Concept

Berthier rifle

The Berthier rifles and carbines were a family of bolt-action small arms in 8mm Lebel, used in the French Army, and French Colonial Forces, from the 1890s to the beginning of World War II (1940). After the introduction of the Lebel rifle in 1886, the French Army wanted a repeating carbine using the same ammunition as the Lebel to replace their single shot carbine based on the Gras rifle. At the time, many armies based their carbines on their standard rifle model, however the Lebel rifle's tube magazine made it difficult to follow this approach. The Modele 1890 Berthier Cavalry Carbine addressed this issue by combining a modified Lebel action with an en-bloc clip magazine. With its successful cavalry introduction, the Berthier would go on to be produced in many different carbine and full-length rifle versions. The Berthier was originally introduced as a partial replacement for the French 1886 Lebel rifle. The Lebel, a revolutionary concept at the time of its introduction because of its smokeless high-velocity, small-caliber cartridge, still used a tube-fed magazine and other details carried over from black-powder designs.

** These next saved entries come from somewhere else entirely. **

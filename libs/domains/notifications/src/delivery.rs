//! Retry and timeout policy around a single [`EmailProvider`].
//!
//! Per delivery: `Attempting(k) -> Success | Retryable(k + 1) | Fatal`.
//! Only transient errors move to `Retryable`, and only while attempts remain.
//! The whole sequence races a deadline timer; if the timer wins the sequence
//! is dropped, releasing any in-flight connection.

use crate::error::TransportError;
use crate::models::DeliveryResult;
use crate::providers::{EmailProvider, OutgoingEmail, SentEmail};
use core_config::{ConfigError, FromEnv, env_parse_or};
use std::sync::Arc;
use std::sync::atomic::{AtomicU32, Ordering};
use std::time::Duration;
use tracing::{debug, error, info, warn};

/// Retry/backoff/deadline settings for one delivery.
#[derive(Debug, Clone, PartialEq, Eq)]
pub struct DeliveryPolicy {
    /// Total attempts including the first.
    pub max_attempts: u32,
    /// Linear backoff step: attempt `k` waits `(k - 1) * backoff_step`.
    pub backoff_step: Duration,
    /// Ceiling over the entire attempt sequence.
    pub send_timeout: Duration,
}

impl DeliveryPolicy {
    pub fn new() -> Self {
        Self::default()
    }

    pub fn with_max_attempts(mut self, max_attempts: u32) -> Self {
        self.max_attempts = max_attempts.max(1);
        self
    }

    pub fn with_backoff_step(mut self, backoff_step: Duration) -> Self {
        self.backoff_step = backoff_step;
        self
    }

    pub fn with_send_timeout(mut self, send_timeout: Duration) -> Self {
        self.send_timeout = send_timeout;
        self
    }

    /// Wait before 1-based attempt `attempt`.
    pub fn backoff_before(&self, attempt: u32) -> Duration {
        self.backoff_step * attempt.saturating_sub(1)
    }
}

impl Default for DeliveryPolicy {
    fn default() -> Self {
        Self {
            max_attempts: 3,
            backoff_step: Duration::from_millis(1000),
            send_timeout: Duration::from_millis(25_000),
        }
    }
}

impl FromEnv for DeliveryPolicy {
    fn from_env() -> Result<Self, ConfigError> {
        let defaults = Self::default();

        Ok(Self::new()
            .with_max_attempts(env_parse_or("EMAIL_MAX_ATTEMPTS", defaults.max_attempts)?)
            .with_backoff_step(Duration::from_millis(env_parse_or(
                "EMAIL_RETRY_BACKOFF_MS",
                defaults.backoff_step.as_millis() as u64,
            )?))
            .with_send_timeout(Duration::from_millis(env_parse_or(
                "EMAIL_SEND_TIMEOUT_MS",
                defaults.send_timeout.as_millis() as u64,
            )?)))
    }
}

enum AttemptState {
    Attempting(u32),
    Retryable { next: u32, error: TransportError },
    Success { sent: SentEmail, attempts: u32 },
    Fatal(TransportError),
}

/// Applies a [`DeliveryPolicy`] to an [`EmailProvider`].
pub struct DeliveryOrchestrator {
    provider: Arc<dyn EmailProvider>,
    provider_name: &'static str,
    policy: DeliveryPolicy,
}

impl DeliveryOrchestrator {
    pub fn new(provider: Arc<dyn EmailProvider>, policy: DeliveryPolicy) -> Self {
        let provider_name = provider.name();
        Self {
            provider,
            provider_name,
            policy,
        }
    }

    pub fn provider(&self) -> &Arc<dyn EmailProvider> {
        &self.provider
    }

    pub fn policy(&self) -> &DeliveryPolicy {
        &self.policy
    }

    /// Deliver one email under the policy.
    ///
    /// Errors keep the kind of the last attempt and carry the attempt count.
    pub async fn deliver(&self, email: &OutgoingEmail) -> Result<DeliveryResult, TransportError> {
        let started = AtomicU32::new(0);

        let outcome = tokio::select! {
            outcome = self.run_attempts(email, &started) => outcome,
            _ = tokio::time::sleep(self.policy.send_timeout) => {
                let attempts = started.load(Ordering::SeqCst);
                warn!(
                    provider = self.provider_name,
                    attempts,
                    timeout_ms = self.policy.send_timeout.as_millis() as u64,
                    "Email delivery timed out"
                );
                Err(TransportError::timeout(format!(
                    "Email sending timed out after {} seconds",
                    self.policy.send_timeout.as_secs()
                ))
                .with_attempts(attempts))
            }
        };

        match outcome {
            Ok(result) => {
                info!(
                    provider = self.provider_name,
                    to = %email.to_email,
                    message_id = ?result.provider_message_id,
                    attempts = result.attempts,
                    "Email delivered"
                );
                Ok(result)
            }
            Err(err) => {
                let result = DeliveryResult::failed(&err);
                error!(
                    provider = self.provider_name,
                    to = %email.to_email,
                    kind = %err.kind,
                    attempts = result.attempts,
                    error = %err,
                    "Email delivery failed"
                );
                Err(err)
            }
        }
    }

    async fn run_attempts(
        &self,
        email: &OutgoingEmail,
        started: &AtomicU32,
    ) -> Result<DeliveryResult, TransportError> {
        let max_attempts = self.policy.max_attempts.max(1);
        let mut state = AttemptState::Attempting(1);

        loop {
            state = match state {
                AttemptState::Attempting(attempt) => {
                    let backoff = self.policy.backoff_before(attempt);
                    if !backoff.is_zero() {
                        tokio::time::sleep(backoff).await;
                    }

                    started.store(attempt, Ordering::SeqCst);
                    debug!(provider = self.provider_name, attempt, max_attempts, "Sending email");

                    match self.provider.send(email).await {
                        Ok(sent) => AttemptState::Success {
                            sent,
                            attempts: attempt,
                        },
                        Err(error) if error.is_transient() && attempt < max_attempts => {
                            AttemptState::Retryable {
                                next: attempt + 1,
                                error,
                            }
                        }
                        Err(error) => AttemptState::Fatal(error.with_attempts(attempt)),
                    }
                }
                AttemptState::Retryable { next, error } => {
                    warn!(
                        provider = self.provider_name,
                        attempt = next - 1,
                        kind = %error.kind,
                        error = %error,
                        retry_in_ms = self.policy.backoff_before(next).as_millis() as u64,
                        "Transient send failure, retrying"
                    );
                    AttemptState::Attempting(next)
                }
                AttemptState::Success { sent, attempts } => {
                    return Ok(DeliveryResult::delivered(sent.message_id, attempts));
                }
                AttemptState::Fatal(error) => return Err(error),
            };
        }
    }
}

By 1900, the Lebel was already obsolete in comparison to other newer magazine-fed rifles introduced by Mauser, Lee, and Mannlicher. With its tube-fed magazine, the Lebel was long, ungainly and distinctly muzzle-heavy when loaded, difficult to manufacture, was overly complex in construction. Most notably, the Lebel proved very slow in reloading compared to newer rifle designs. On horseback, carbine versions of the Lebel proved almost impossible to reload while on the move, while shortening the barrel to carbine length resulted in feeding problems due to an unreliable tube magazine that were never resolved. Mounted security forces, cavalry units, and artillery units in colonial services were forced to use single shot Mle 1874 carbines, most not even converted to fire the modern 8mm Lebel ammunition, against insurrectionist forces who were sometimes better armed than government forces.